VideoBJ
Joined: Jul 21, 2010
• Posts: 6
April 13th, 2017 at 8:12:44 AM permalink
Quote: SanchoPanza

To figure the house advantage on doey-don't, multiply 1.41 X 2.

The house edge for pass / don't pass bettor (assuming equal bet amounts) cannot be 1.41 x 2 -- that makes no sense.

A quick approximation is 1 bet out of 72 bets since you lose 1 bet, on average, in 36 rolls but since you are making 2 opposing bets at the same time, the edge is 1 in 72 bets as a guesstimate.

35 times (or 70 bets) that are non-box cars are a wash or net to zero. One bet wins, the other bet loses. It's the box car where one bet loses and one bet pushes, thus losing one bet in 72 bets.
kmumf
Joined: Jul 5, 2011
• Posts: 182
April 13th, 2017 at 9:44:37 AM permalink
I had a guy at my table doing this the other night. He was laying the 4 and 10 for \$100+ each he did have a min bet on the don't pass with 0 odds. He went up over 1k at first when the table was point 7 out a multiple times in a row. Then proceeded to get crushed to \$0 after a nice lady went for a nice long roll and a few points.
slackyhacky
Joined: Jan 18, 2012
• Posts: 359
April 27th, 2017 at 10:27:12 PM permalink
Just lay the 4 OR the 10.

Laying both - you have the same chance of a 4 or a 10 hitting as you do a 7.

Chance of a 4 hitting = 3/36.
Chance of a 10 hitting = 3/36

Chance of either of them hitting = 6/36.

Chance of a 7 rolling = 6/36

Chance of a 7 rolling before a 4 OR a 10 is twice as great.
slackyhacky
Joined: Jan 18, 2012
• Posts: 359
April 27th, 2017 at 10:38:04 PM permalink
I worked on a strategy that I ended up not liking -

But basically, you lay 4 and 10, then one hits, you triple the bet (you have to triple in order to cover the loss since it pays only 50%), but you split the increase between the 4 and 10.

Example, \$100 on each 4 and 10 lay. a 4 rolls. You triple it it to \$300, but since \$100 is still on the 10, total is \$400 - you split that and so now you have \$200 on 4/10 lay. Then another 4 rolls, you triple it (\$600), but spread out the total between the two so now you have \$400 each. You have now lost \$300. If a seven hits, you will win \$400. It's kind of a fun martingale variant that spreads the increase and lessons the impact of an exponential increase with each doubling - but maintains the value of martingale system because assuming you still have head room (table limits) and bankroll, you always stay ahead.

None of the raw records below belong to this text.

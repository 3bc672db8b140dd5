//! Validated, capacity-bounded storage of task definitions.

use htn_core::{Condition, HtnError, Result, TaskType};
use indexmap::IndexMap;
use tracing::debug;

use crate::config::PlannerConfig;
use crate::task::{CompoundOptions, CompoundTask, PrimitiveOptions, PrimitiveTask};

/// Primitive and compound tasks keyed by unique name.
///
/// Every definition is fully validated before anything is inserted, so a
/// rejected definition leaves the registry untouched.
#[derive(Debug, Clone)]
pub struct TaskRegistry {
    config: PlannerConfig,
    primitives: IndexMap<String, PrimitiveTask>,
    compounds: IndexMap<String, CompoundTask>,
}

impl TaskRegistry {
    /// Create an empty registry bounded by `config`.
    pub fn new(config: PlannerConfig) -> Self {
        Self {
            config,
            primitives: IndexMap::new(),
            compounds: IndexMap::new(),
        }
    }

    pub fn config(&self) -> &PlannerConfig {
        &self.config
    }

    /// Register a primitive task.
    pub fn define_primitive(
        &mut self,
        name: impl Into<String>,
        options: PrimitiveOptions,
    ) -> Result<()> {
        let name = name.into();
        self.check_name(&name)?;
        self.check_preconditions(&name, &options.preconditions)?;
        if options.effects.len() > self.config.max_effects {
            return Err(HtnError::TooManyEffects {
                task: name,
                count: options.effects.len(),
                max: self.config.max_effects,
            });
        }
        for effect in &options.effects {
            effect.validate()?;
        }
        self.check_free_slot(&name)?;

        debug!(
            task = %name,
            preconditions = options.preconditions.len(),
            effects = options.effects.len(),
            cost = options.cost,
            "defined primitive"
        );
        let task = PrimitiveTask::from_options(name.clone(), options);
        self.primitives.insert(name, task);
        Ok(())
    }

    /// Register a compound task. Method order is kept.
    pub fn define_compound(
        &mut self,
        name: impl Into<String>,
        options: CompoundOptions,
    ) -> Result<()> {
        let name = name.into();
        self.check_name(&name)?;
        if options.methods.is_empty() {
            return Err(HtnError::NoMethods { task: name });
        }
        if options.methods.len() > self.config.max_methods {
            return Err(HtnError::TooManyMethods {
                task: name,
                count: options.methods.len(),
                max: self.config.max_methods,
            });
        }
        for method in &options.methods {
            self.check_name(&method.name)?;
            self.check_preconditions(&method.name, &method.preconditions)?;
            if method.subtasks.is_empty() {
                return Err(HtnError::NoSubtasks {
                    method: method.name.clone(),
                });
            }
            if method.subtasks.len() > self.config.max_subtasks {
                return Err(HtnError::TooManySubtasks {
                    method: method.name.clone(),
                    count: method.subtasks.len(),
                    max: self.config.max_subtasks,
                });
            }
            for subtask in &method.subtasks {
                self.check_name(subtask)?;
            }
        }
        self.check_free_slot(&name)?;

        debug!(task = %name, methods = options.methods.len(), "defined compound");
        let task = CompoundTask::from_options(name.clone(), options);
        self.compounds.insert(name, task);
        Ok(())
    }

    /// What `name` resolves to.
    pub fn task_type(&self, name: &str) -> TaskType {
        if self.primitives.contains_key(name) {
            TaskType::Primitive
        } else if self.compounds.contains_key(name) {
            TaskType::Compound
        } else {
            TaskType::None
        }
    }

    pub fn has_task(&self, name: &str) -> bool {
        self.task_type(name).is_known()
    }

    pub fn primitive(&self, name: &str) -> Option<&PrimitiveTask> {
        self.primitives.get(name)
    }

    pub fn compound(&self, name: &str) -> Option<&CompoundTask> {
        self.compounds.get(name)
    }

    pub fn primitive_count(&self) -> usize {
        self.primitives.len()
    }

    pub fn compound_count(&self) -> usize {
        self.compounds.len()
    }

    pub fn len(&self) -> usize {
        self.primitives.len() + self.compounds.len()
    }

    pub fn is_empty(&self) -> bool {
        self.len() == 0
    }

    /// Registered names: primitives first, each group in registration order.
    pub fn task_names(&self) -> impl Iterator<Item = &str> {
        self.primitives
            .keys()
            .chain(self.compounds.keys())
            .map(String::as_str)
    }

    /// Drop every definition.
    pub fn clear(&mut self) {
        self.primitives.clear();
        self.compounds.clear();
    }

    fn check_name(&self, name: &str) -> Result<()> {
        if name.len() > self.config.max_name_len {
            return Err(HtnError::NameTooLong {
                name: name.to_string(),
                len: name.len(),
                max: self.config.max_name_len,
            });
        }
        Ok(())
    }

    fn check_preconditions(&self, owner: &str, conditions: &[Condition]) -> Result<()> {
        if conditions.len() > self.config.max_preconditions {
            return Err(HtnError::TooManyPreconditions {
                owner: owner.to_string(),
                count: conditions.len(),
                max: self.config.max_preconditions,
            });
        }
        conditions.iter().try_for_each(Condition::validate)
    }

    fn check_free_slot(&self, name: &str) -> Result<()> {
        if self.has_task(name) {
            return Err(HtnError::DuplicateTask {
                name: name.to_string(),
            });
        }
        if self.len() >= self.config.max_tasks {
            return Err(HtnError::RegistryFull {
                max: self.config.max_tasks,
            });
        }
        Ok(())
    }
}

impl Default for TaskRegistry {
    fn default() -> Self {
        Self::new(PlannerConfig::default())
    }
}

Assuming the Lay limit is \$5000, you would need to roll six 4/10's before a 7 rolls before running out of room. I guess that is a 2% chance of happening (on the next series) and 99% chance after 1000 rolls.
Last edited by: slackyhacky on Apr 27, 2017
betwthelines
Joined: Jan 2, 2015
• Posts: 171
April 27th, 2017 at 11:38:14 PM permalink
Quote: VideoBJ

The house edge for pass / don't pass bettor (assuming equal bet amounts) cannot be 1.41 x 2 -- that makes no sense.

not only does it make sense, but it is more or less correct...1.41 x 2 = 2.82 but the correct calculation is actually 1.41 + 1.36 since the HE for the dp is 1.36 or 2.78 (with rounding), iow the poster you were responding to had it pretty much correct as both results are of minuscule practical difference...

Quote: VideoBJ

A quick approximation is 1 bet out of 72 bets since you lose 1 bet, on average, in 36 rolls but since you are making 2 opposing bets at the same time, the edge is 1 in 72 bets as a guesstimate.

35 times (or 70 bets) that are non-box cars are a wash or net to zero. One bet wins, the other bet loses. It's the box car where one bet loses and one bet pushes, thus losing one bet in 72 bets.

but 12 loses on average 1/36 not 1/72 ...1/36 = ta dah! 2.78 (percent)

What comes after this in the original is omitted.